BEGIN RECORDS SHOWN

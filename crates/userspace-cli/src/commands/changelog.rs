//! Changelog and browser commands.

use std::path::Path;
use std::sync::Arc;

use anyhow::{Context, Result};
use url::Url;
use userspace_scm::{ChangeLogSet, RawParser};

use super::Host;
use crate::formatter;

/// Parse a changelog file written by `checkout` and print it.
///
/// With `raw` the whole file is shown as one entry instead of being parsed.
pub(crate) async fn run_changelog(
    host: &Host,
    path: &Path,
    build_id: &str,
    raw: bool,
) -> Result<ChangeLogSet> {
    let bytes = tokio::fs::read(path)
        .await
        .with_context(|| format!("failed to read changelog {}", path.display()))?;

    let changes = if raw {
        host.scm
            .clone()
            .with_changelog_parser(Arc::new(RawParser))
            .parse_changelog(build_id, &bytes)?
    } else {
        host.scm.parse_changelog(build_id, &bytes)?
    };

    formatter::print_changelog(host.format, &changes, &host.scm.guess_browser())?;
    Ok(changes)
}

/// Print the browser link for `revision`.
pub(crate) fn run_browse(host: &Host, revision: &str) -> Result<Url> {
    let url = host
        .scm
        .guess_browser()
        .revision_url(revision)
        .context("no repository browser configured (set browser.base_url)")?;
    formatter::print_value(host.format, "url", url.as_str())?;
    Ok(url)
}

END RECORDS SHOWN
BEGIN RECORDS SHOWN

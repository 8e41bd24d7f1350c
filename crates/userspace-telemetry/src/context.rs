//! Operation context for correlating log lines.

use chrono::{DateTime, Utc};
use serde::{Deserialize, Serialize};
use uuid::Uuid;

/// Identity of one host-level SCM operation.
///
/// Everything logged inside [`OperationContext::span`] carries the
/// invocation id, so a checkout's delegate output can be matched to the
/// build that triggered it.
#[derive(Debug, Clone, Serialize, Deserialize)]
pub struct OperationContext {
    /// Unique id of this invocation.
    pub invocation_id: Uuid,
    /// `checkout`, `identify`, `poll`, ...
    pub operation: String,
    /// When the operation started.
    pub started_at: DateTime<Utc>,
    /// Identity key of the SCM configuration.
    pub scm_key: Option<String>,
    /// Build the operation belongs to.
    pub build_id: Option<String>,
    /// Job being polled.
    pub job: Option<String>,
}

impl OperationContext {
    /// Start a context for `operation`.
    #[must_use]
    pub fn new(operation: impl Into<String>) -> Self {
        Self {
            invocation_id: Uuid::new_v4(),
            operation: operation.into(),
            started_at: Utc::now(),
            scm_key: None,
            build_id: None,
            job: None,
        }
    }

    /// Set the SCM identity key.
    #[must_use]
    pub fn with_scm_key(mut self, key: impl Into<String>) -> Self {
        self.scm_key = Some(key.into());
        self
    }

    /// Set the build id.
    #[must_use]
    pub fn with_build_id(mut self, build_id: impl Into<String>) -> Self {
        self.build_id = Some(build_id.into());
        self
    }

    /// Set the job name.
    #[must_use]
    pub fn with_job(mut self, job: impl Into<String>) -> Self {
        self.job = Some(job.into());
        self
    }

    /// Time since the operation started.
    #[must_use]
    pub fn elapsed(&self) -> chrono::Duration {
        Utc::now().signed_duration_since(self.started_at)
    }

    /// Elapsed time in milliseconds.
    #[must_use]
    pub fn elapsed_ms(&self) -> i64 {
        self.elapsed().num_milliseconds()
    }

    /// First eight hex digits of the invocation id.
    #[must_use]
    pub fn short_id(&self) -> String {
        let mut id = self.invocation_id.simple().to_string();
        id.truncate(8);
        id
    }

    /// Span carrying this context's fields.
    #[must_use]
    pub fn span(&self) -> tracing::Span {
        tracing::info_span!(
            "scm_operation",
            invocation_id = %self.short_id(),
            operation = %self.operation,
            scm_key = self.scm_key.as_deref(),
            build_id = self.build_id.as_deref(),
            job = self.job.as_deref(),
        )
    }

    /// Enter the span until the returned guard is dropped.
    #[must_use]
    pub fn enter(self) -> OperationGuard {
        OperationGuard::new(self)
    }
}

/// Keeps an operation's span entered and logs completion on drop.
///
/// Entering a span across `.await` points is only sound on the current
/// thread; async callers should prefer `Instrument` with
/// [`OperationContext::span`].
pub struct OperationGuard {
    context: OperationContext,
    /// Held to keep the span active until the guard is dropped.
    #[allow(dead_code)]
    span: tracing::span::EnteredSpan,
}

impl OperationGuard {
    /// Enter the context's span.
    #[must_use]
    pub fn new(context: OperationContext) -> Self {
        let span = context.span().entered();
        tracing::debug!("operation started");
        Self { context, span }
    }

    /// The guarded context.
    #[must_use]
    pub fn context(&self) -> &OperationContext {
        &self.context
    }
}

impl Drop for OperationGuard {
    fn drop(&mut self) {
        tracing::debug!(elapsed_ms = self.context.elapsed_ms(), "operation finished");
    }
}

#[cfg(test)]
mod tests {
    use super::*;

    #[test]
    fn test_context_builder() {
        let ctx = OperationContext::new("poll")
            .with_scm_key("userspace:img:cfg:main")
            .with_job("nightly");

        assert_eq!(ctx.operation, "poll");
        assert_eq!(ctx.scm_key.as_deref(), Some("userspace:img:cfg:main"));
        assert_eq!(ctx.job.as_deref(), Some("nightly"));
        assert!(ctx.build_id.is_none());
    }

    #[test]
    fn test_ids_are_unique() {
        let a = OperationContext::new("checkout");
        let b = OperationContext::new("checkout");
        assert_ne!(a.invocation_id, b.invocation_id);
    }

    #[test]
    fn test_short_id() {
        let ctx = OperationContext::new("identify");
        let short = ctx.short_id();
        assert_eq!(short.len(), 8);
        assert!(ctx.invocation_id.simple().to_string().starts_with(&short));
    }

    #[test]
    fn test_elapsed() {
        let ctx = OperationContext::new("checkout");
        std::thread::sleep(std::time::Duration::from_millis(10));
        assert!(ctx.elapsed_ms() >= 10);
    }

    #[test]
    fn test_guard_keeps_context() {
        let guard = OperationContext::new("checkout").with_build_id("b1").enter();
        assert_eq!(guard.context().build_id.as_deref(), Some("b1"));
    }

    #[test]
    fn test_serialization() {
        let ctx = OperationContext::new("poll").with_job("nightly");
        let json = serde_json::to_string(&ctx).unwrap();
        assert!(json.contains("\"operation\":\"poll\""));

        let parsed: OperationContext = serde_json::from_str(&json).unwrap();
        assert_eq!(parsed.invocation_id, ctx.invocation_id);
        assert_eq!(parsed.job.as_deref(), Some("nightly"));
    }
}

END RECORDS SHOWN

_WHAT THE EXERCISE ASKS:_ Locate the word "await" in the entries, and copy every line where it is found.

_RESPONSE:_
        .await
/// Entering a span across `.await` points is only sound on the current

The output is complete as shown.